El Trastorno de Ansiedad Social (TAS) es una de las condiciones de salud mental más comunes, afectando aproximadamente al 7% de la población adulta en Estados Unidos, con variaciones globales que oscilan entre el 3% y el 13%. Aunque su prevalencia es significativa, el Trastorno de Ansiedad Social (TAS) suele estar infradiagnosticado debido a que muchas personas confunden sus síntomas con una timidez extrema.
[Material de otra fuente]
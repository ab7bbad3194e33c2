use super::records::{ConsultationRequest, NewConsultation, NewSubscriber, Subscriber};

#[derive(Debug, thiserror::Error)]
pub enum StoreError {
    #[error("Subscriber already exists: {0}")]
    DuplicateEmail(String),
    #[error("Database error: {0}")]
    Database(#[from] rusqlite::Error),
    #[error("IO error: {0}")]
    Io(#[from] std::io::Error),
}

/// Append-only record store for captured leads.
///
/// Records are never updated or deleted. Emails are compared exactly, so
/// callers pass them already lowercased.
pub trait LeadStore {
    fn find_subscriber(&mut self, email: &str) -> Result<Option<Subscriber>, StoreError>;

    /// Fails with [`StoreError::DuplicateEmail`] when the email is taken.
    fn create_subscriber(&mut self, subscriber: NewSubscriber) -> Result<Subscriber, StoreError>;

    fn create_consultation(
        &mut self,
        request: NewConsultation,
    ) -> Result<ConsultationRequest, StoreError>;
}

/// Process-local store, used for previews and tests.
#[derive(Debug, Default)]
pub struct MemoryLeadStore {
    subscribers: Vec<Subscriber>,
    consultations: Vec<ConsultationRequest>,
}

impl MemoryLeadStore {
    pub fn new() -> Self {
        Self::default()
    }

    pub fn subscribers(&self) -> &[Subscriber] {
        &self.subscribers
    }

    pub fn consultations(&self) -> &[ConsultationRequest] {
        &self.consultations
    }

    fn next_id(len: usize) -> i64 {
        i64::try_from(len).map_or(i64::MAX, |n| n + 1)
    }
}

impl LeadStore for MemoryLeadStore {
    fn find_subscriber(&mut self, email: &str) -> Result<Option<Subscriber>, StoreError> {
        Ok(self.subscribers.iter().find(|s| s.email == email).cloned())
    }

    fn create_subscriber(&mut self, subscriber: NewSubscriber) -> Result<Subscriber, StoreError> {
        if self.subscribers.iter().any(|s| s.email == subscriber.email) {
            return Err(StoreError::DuplicateEmail(subscriber.email));
        }

        let record = Subscriber {
            id: Self::next_id(self.subscribers.len()),
            email: subscriber.email,
            created_at: subscriber.created_at,
        };
        self.subscribers.push(record.clone());
        Ok(record)
    }

    fn create_consultation(
        &mut self,
        request: NewConsultation,
    ) -> Result<ConsultationRequest, StoreError> {
        let record = request.into_record(Self::next_id(self.consultations.len()));
        self.consultations.push(record.clone());
        Ok(record)
    }
}
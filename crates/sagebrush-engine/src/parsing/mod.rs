pub mod blocks;
pub mod sections;
pub mod snapshot;

#[cfg(test)]
mod tests;

use serde::Serialize;

use blocks::{BlockBuilder, ContentBlock, PostLineClassifier, document_lines};
pub use sections::list_section_titles;

/// Table of contents and display blocks of one post body.
#[derive(Debug, Clone, PartialEq, Eq, Serialize)]
pub struct ParsedDocument {
    pub sections: Vec<String>,
    pub blocks: Vec<ContentBlock>,
}

/// Segments a post body into display blocks in a single top-to-bottom scan.
///
/// Total over all input: text without markers degrades to paragraphs and
/// lists, blank input to an empty sequence.
pub fn build_content_blocks(document: &str) -> Vec<ContentBlock> {
    let classifier = PostLineClassifier;
    let mut builder = BlockBuilder::new();

    for line in document_lines(document) {
        builder.push(&classifier.classify(line));
    }

    builder.finish()
}

/// Convenience: both projections of a post body.
pub fn parse_document(document: &str) -> ParsedDocument {
    ParsedDocument {
        sections: list_section_titles(document),
        blocks: build_content_blocks(document),
    }
}
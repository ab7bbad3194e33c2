use serde::{Deserialize, Serialize};

/// A typed unit of post content, ready for display.
///
/// Blocks are produced in document order by
/// [`build_content_blocks`](crate::parsing::build_content_blocks).
#[derive(Debug, Clone, PartialEq, Eq, Serialize, Deserialize)]
#[serde(tag = "type", rename_all = "snake_case")]
pub enum ContentBlock {
    /// Introduced by a `## ` heading line. `body` holds only the free text
    /// directly under the heading.
    Section { title: String, body: String },
    /// Introduced by a `### ` heading line. Never carries text of its own.
    Subheading { title: String },
    /// Free text lines outside any open section.
    Paragraph { body: String },
    /// Consecutive `- ` item lines.
    List { items: Vec<String> },
}

impl ContentBlock {
    /// Heading text for sections and subheadings.
    #[must_use]
    pub fn title(&self) -> Option<&str> {
        match self {
            ContentBlock::Section { title, .. } | ContentBlock::Subheading { title } => {
                Some(title)
            }
            ContentBlock::Paragraph { .. } | ContentBlock::List { .. } => None,
        }
    }

    /// Free text carried by sections and paragraphs.
    #[must_use]
    pub fn body(&self) -> Option<&str> {
        match self {
            ContentBlock::Section { body, .. } | ContentBlock::Paragraph { body } => Some(body),
            ContentBlock::Subheading { .. } | ContentBlock::List { .. } => None,
        }
    }

    #[must_use]
    pub fn is_section(&self) -> bool {
        matches!(self, ContentBlock::Section { .. })
    }

    /// True when the block has nothing a reader could see: a list without
    /// items, or a block with neither a title nor body text.
    #[must_use]
    pub fn is_vacuous(&self) -> bool {
        match self {
            ContentBlock::List { items } => items.is_empty(),
            other => {
                other.title().is_none_or(str::is_empty) && other.body().is_none_or(str::is_empty)
            }
        }
    }
}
La prevalencia del Trastorno de Ansiedad Social (TAS) tiende a ser más alta en mujeres que en hombres, aunque los hombres buscan ayuda clínica con mayor frecuencia. La edad de inicio suele situarse en la adolescencia temprana, generalmente entre los 10 y 17 años. Factores ambientales como el acoso escolar o estilos de crianza sobreprotectores pueden aumentar la vulnerabilidad, pero el Trastorno de Ansiedad Social (TAS) es el resultado de una compleja interacción biológica y psicológica.
A diferencia de la timidez, el Trastorno de Ansiedad Social (TAS) provoca un miedo intenso a ser juzgado o humillado en situaciones sociales. En nuestra plataforma, 38 personas con Trastorno de Ansiedad Social (TAS) han compartido cómo esta condición impacta su vida. Los síntomas físicos y emocionales comunes incluyen:
Existe una predisposición genética clara. Los estudios sugieren que el Trastorno de Ansiedad Social (TAS) tiene una heredabilidad estimada del 30% al 50%. Si un familiar de primer grado padece esta condición, el riesgo aumenta, aunque los factores epigenéticos y las experiencias de vida juegan un rol determinante en su desarrollo final.
Esta información tiene fines educativos y no sustituye el consejo, diagnóstico o tratamiento médico profesional.